I think M&M is the ultimate superhero builder's game. Not sure about playing.

It plays pretty well. The damage save mechanic and relatively easy recovery fit the genre pretty well.

But ultimately I think Champions is still the ultimate superhero builder's game because of the many subtle ways to model characters that Champions handles. For example, there was an article back in Different Worlds that had the X-Men (circa X-Men 150ish) built out with Champions rules. The notes on Cyclops were very interesting. He was built with a powerful energy blast (obviously) but with its otherwise ferocious END cost handled by a solar-regenerating endurance battery. Most other superhero games, even M&M, would probably just give him a power/energy blast of some sort and not worry about powering it. But Champions managed to capture subtle elements of Cyclops that matched the comics, particularly X-Men Annual #3, very well.

Mutants and Masterminds takes at least one step back from that level of detail and, frankly, I'm happier for it.
 

Yeah, I'd agree with the general consensus.

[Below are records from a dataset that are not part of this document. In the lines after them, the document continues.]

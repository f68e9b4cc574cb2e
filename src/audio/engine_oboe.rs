//! Android audio I/O via oboe-rs (AAudio/OpenSL ES)
//!
//! Both directions run callback streams: the output callback renders the
//! tone mixer, the input callback hands mono blocks to the capture handler.
//! Callbacks never allocate or lock.

use oboe::{
    AudioInputCallback, AudioInputStreamSafe, AudioOutputCallback, AudioOutputStreamSafe,
    AudioStream, AudioStreamAsync, AudioStreamBuilder, DataCallbackResult, Input, Output,
    PerformanceMode, SharingMode,
};

use super::capture::{AudioCapture, BlockHandler};
use super::mixer::ToneMixer;
use crate::error::AudioError;

/// Output callback rendering cue tones
pub struct MixerCallback {
    mixer: ToneMixer,
}

impl AudioOutputCallback for MixerCallback {
    type FrameType = (f32, oboe::Mono);

    fn on_audio_ready(
        &mut self,
        _stream: &mut dyn AudioOutputStreamSafe,
        frames: &mut [f32],
    ) -> DataCallbackResult {
        self.mixer.render(frames, 1);
        DataCallbackResult::Continue
    }
}

/// Input callback forwarding captured blocks
pub struct CaptureCallback {
    handler: BlockHandler,
}

impl AudioInputCallback for CaptureCallback {
    type FrameType = (f32, oboe::Mono);

    fn on_audio_ready(
        &mut self,
        _stream: &mut dyn AudioInputStreamSafe,
        frames: &[f32],
    ) -> DataCallbackResult {
        (self.handler)(frames);
        DataCallbackResult::Continue
    }
}

/// Running output stream; dropping it stops playback.
pub struct OboeOutputStream {
    stream: AudioStreamAsync<Output, MixerCallback>,
}

impl OboeOutputStream {
    pub fn sample_rate(&self) -> u32 {
        self.stream.get_sample_rate().max(0) as u32
    }
}

impl Drop for OboeOutputStream {
    fn drop(&mut self) {
        let _ = self.stream.stop();
    }
}

/// Opens a low-latency mono output stream rendering `mixer`.
pub fn open_output_stream(mixer: ToneMixer) -> Result<OboeOutputStream, AudioError> {
    let mut stream = AudioStreamBuilder::default()
        .set_performance_mode(PerformanceMode::LowLatency)
        .set_sharing_mode(SharingMode::Shared)
        .set_direction::<Output>()
        .set_channel_count::<oboe::Mono>()
        .set_format::<f32>()
        .set_callback(MixerCallback { mixer })
        .open_stream()
        .map_err(|e| AudioError::StreamOpenFailed {
            reason: format!("Output stream: {:?}", e),
        })?;

    stream.start().map_err(|e| AudioError::DeviceUnavailable {
        details: format!("Failed to start output stream: {:?}", e),
    })?;

    Ok(OboeOutputStream { stream })
}

/// Microphone capture through Oboe
#[derive(Default)]
pub struct OboeCapture {
    stream: Option<AudioStreamAsync<Input, CaptureCallback>>,
}

impl OboeCapture {
    pub fn new() -> Self {
        Self::default()
    }
}

impl AudioCapture for OboeCapture {
    fn start(&mut self, handler: BlockHandler) -> Result<u32, AudioError> {
        if self.stream.is_some() {
            return Err(AudioError::AlreadyRunning);
        }

        let mut stream = AudioStreamBuilder::default()
            .set_performance_mode(PerformanceMode::LowLatency)
            .set_sharing_mode(SharingMode::Shared)
            .set_direction::<Input>()
            .set_channel_count::<oboe::Mono>()
            .set_format::<f32>()
            .set_callback(CaptureCallback { handler })
            .open_stream()
            .map_err(|e| AudioError::StreamOpenFailed {
                reason: format!("Input stream: {:?}", e),
            })?;

        stream.start().map_err(|e| AudioError::DeviceUnavailable {
            details: format!("Failed to start input stream: {:?}", e),
        })?;

        let sample_rate = stream.get_sample_rate().max(0) as u32;
        self.stream = Some(stream);
        Ok(sample_rate)
    }

    fn stop(&mut self) -> Result<(), AudioError> {
        if let Some(mut stream) = self.stream.take() {
            stream.stop().map_err(|e| AudioError::StreamFailure {
                reason: format!("Failed to stop input stream: {:?}", e),
            })?;
        }
        Ok(())
    }
}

I like M&M a lot, and the damage save mechanic works really well as a genre simulation rule, plus it's quite cinematic and the progression table almost requires a relatively narrative-based rather than battlemat-centric approach to combat and action scenes. It can be easy to break or to do ridiculous things though - multiple (10x or more) stacking of the Progression power feat can lead to horribly broken results, for instance, and using a Hero Point to temporarily gain the Alternate Power feat (especially when attached to a flexible power, like Magic for instance) can lead to baddies getting one-shotted as the PC tailors their attack exactly to the baddie's weaknesses and the current situation. From limited experience, Champions is a more powerful, rigorous and exploit-resistant system, but also runs a lot slower and requires more bookkeeping. Given the choice, and a group of players I could rely on to not try for the game-breaking stuff, I'd personally go with M&M.

Worth mentioning I've only really played M&M 2e, so can only comment on that. Apparently the stun-lock issues (bad guy gets stunned by an attack, therefore is more susceptible to being stunned by subsequent attacks, so ends up never being able to do anything but reel as he gets pummelled into the ground) and so on which hampered 2e have been addressed in 3e, which is good news if true.